Your parents divorced, and as a result, you “did self harm a lot” as a teenager, men give you “bad anxiety” and you had “a horrible mistrust in men”. Over the years, you’ve “been developing an anxiety disorder, mainly social anxiety, feeling pretty lost in life”, more and more confined to your house and computer. At 16, you broke off a month-long “awkward teenage romance” with a 16-year old boy with whom you had your “first ever kiss” because of your anxiety and mistrust. A few months later, you “became very, very close friends”. At 24, you started college: you moved out of your parents’ house, found interest in your classes and you made two friends, but after one semester, Covid hit, and you stayed at home all day, losing interest in your classes, socially isolated and anxious, and you saw a good psychologist.
He had three relationship over the years while you had none, and the two of you were “simply one of his best and closest friends”. But at one point on, you “developed some romantic feelings” toward him. At 25, when you finished your first year of college, he moved close to where you lived and attended the same college you attended. At that point, you mustered all your courage and told him that you liked him “as more than just a friend”, and that the ball is in his court, that if he says No, “it’s okay and we’ll remain friends”, and if he says Yes, “then we’re gonna be in a relationship”. He didn’t say no or yes. Instead he asked to think about it. The day after, he came to your apartment and said Yes.
“I had 0 experience in romantic relationship and also 0 experience sexually. But he is a very gentle soul, and he knows me so well. He was patient with a lot of things and gradually, we worked our way to all of these things, which turned out to be great fun, amazing, and exciting.. We get on REALLY well, communication flows with ease, I make him laugh a lot, and he helped me gain self-confidence. He really is an amazing person, and anyone would be lucky to be around him”.

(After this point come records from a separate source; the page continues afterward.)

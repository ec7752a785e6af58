//! Fixed-size worker pool for render tasks.
//!
//! Workers pull boxed tasks from one FIFO queue guarded by a mutex and a
//! condition variable. The pool is scoped: tasks may borrow anything that
//! outlives the call to [`scope`], which is how each pixel task gets an
//! exclusive `&mut` to its own framebuffer slot without any locking.
//!
//! Worker life cycle: WAITING (blocked on the condvar) -> RUNNING (executing
//! a task outside the lock) -> WAITING ... until the pool is stopped and the
//! queue is empty, then EXITED.

use std::collections::VecDeque;
use std::panic::{self, AssertUnwindSafe};
use std::sync::atomic::{AtomicUsize, Ordering};
use std::sync::{Condvar, Mutex, MutexGuard, PoisonError};
use std::thread;

use crate::error::{ConfigError, RenderError, RenderResult};
use log::{debug, error, trace};

type Task<'t> = Box<dyn FnOnce() + Send + 't>;

struct Queue<'t> {
    tasks: VecDeque<Task<'t>>,
    stop: bool,
    enqueued: usize,
    dispatched: usize,
}

struct Shared<'t> {
    queue: Mutex<Queue<'t>>,
    available: Condvar,
    failed: AtomicUsize,
}

impl<'t> Shared<'t> {
    fn new() -> Self {
        Self {
            queue: Mutex::new(Queue {
                tasks: VecDeque::new(),
                stop: false,
                enqueued: 0,
                dispatched: 0,
            }),
            available: Condvar::new(),
            failed: AtomicUsize::new(0),
        }
    }

    // Tasks never run while the lock is held, so a poisoned queue is still consistent.
    fn lock(&self) -> MutexGuard<'_, Queue<'t>> {
        self.queue.lock().unwrap_or_else(PoisonError::into_inner)
    }

    fn run_worker(&self, id: usize) {
        loop {
            let task = {
                let queue = self.lock();
                let mut queue = self
                    .available
                    .wait_while(queue, |q| q.tasks.is_empty() && !q.stop)
                    .unwrap_or_else(PoisonError::into_inner);

                match queue.tasks.pop_front() {
                    Some(task) => {
                        queue.dispatched += 1;
                        trace!("worker {}: task {}/{}", id, queue.dispatched, queue.enqueued);
                        task
                    }
                    // Stopped and drained
                    None => break,
                }
            };

            if panic::catch_unwind(AssertUnwindSafe(task)).is_err() {
                self.failed.fetch_add(1, Ordering::Relaxed);
                error!("worker {}: render task panicked", id);
            }
        }

        debug!("worker {} exiting", id);
    }

    fn stop(&self) {
        self.lock().stop = true;
        self.available.notify_all();
    }
}

/// Stops the pool even if the submitting closure unwinds, so the scope
/// can still join its workers.
struct StopGuard<'a, 't>(&'a Shared<'t>);

impl Drop for StopGuard<'_, '_> {
    fn drop(&mut self) {
        self.0.stop();
    }
}

/// Task counters of a running pool.
#[derive(Debug, Clone, Copy, PartialEq, Eq)]
pub struct PoolStats {
    pub enqueued: usize,
    pub dispatched: usize,
}

/// Handle for submitting work to a running pool.
pub struct WorkerPool<'p, 't> {
    shared: &'p Shared<'t>,
    threads: usize,
}

impl<'p, 't> WorkerPool<'p, 't> {
    /// Queue a task. Never blocks on running work.
    pub fn enqueue<F>(&self, task: F)
    where
        F: FnOnce() + Send + 't,
    {
        {
            let mut queue = self.shared.lock();
            queue.tasks.push_back(Box::new(task));
            queue.enqueued += 1;
        }
        self.shared.available.notify_one();
    }

    /// Number of worker threads.
    pub fn threads(&self) -> usize {
        self.threads
    }

    pub fn stats(&self) -> PoolStats {
        let queue = self.shared.lock();
        PoolStats {
            enqueued: queue.enqueued,
            dispatched: queue.dispatched,
        }
    }
}

/// Run `submit` against a pool of `threads` workers.
///
/// Once `submit` returns, the pool is stopped and this call blocks until
/// every queued task has run and every worker has exited. A task that
/// panics does not take its worker down, but the whole call then fails
/// with [`RenderError::TaskPanicked`].
pub fn scope<'t, R, F>(threads: usize, submit: F) -> RenderResult<R>
where
    F: FnOnce(&WorkerPool<'_, 't>) -> R,
{
    if threads == 0 {
        return Err(ConfigError::ZeroThreads.into());
    }

    let shared = Shared::new();
    let output = thread::scope(|s| {
        let _stop = StopGuard(&shared);
        for id in 0..threads {
            let shared = &shared;
            s.spawn(move || shared.run_worker(id));
        }

        let pool = WorkerPool {
            shared: &shared,
            threads,
        };
        submit(&pool)
    });

    let failed = shared.failed.load(Ordering::Relaxed);
    if failed > 0 {
        let total = shared.lock().enqueued;
        error!("{} of {} render tasks panicked", failed, total);
        return Err(RenderError::TaskPanicked { failed, total });
    }

    Ok(output)
}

After a year of this wonderful relationship, the two of you were planning to move in together, checking out apartments, but you “got cold feet. Something didn’t sit right, I was too scared to not have my own personal space, worried I’d feel claustrophobic. So I called it off”.
Next, the relationship continued, he spent most nights at your place, spending a lot of time together, and five months after getting cold feet, you were okay with moving in together, “Nervous and excited”. The two of you found the perfect apartment sometime in late January of this year. Sometime in April, the two of you “hit a major bump” when your anxiety prevented you from attending dinner with his family. He was very disappointed, you fought after that, and he left for a few days to cool off, came back “saying that we need to really work on things, wanted to go to couple’s therapy”, but first, the two of you agreed to have a fun couple of weeks “to lighten things up a bit”. You didn’t attend therapy nor talked about what happened.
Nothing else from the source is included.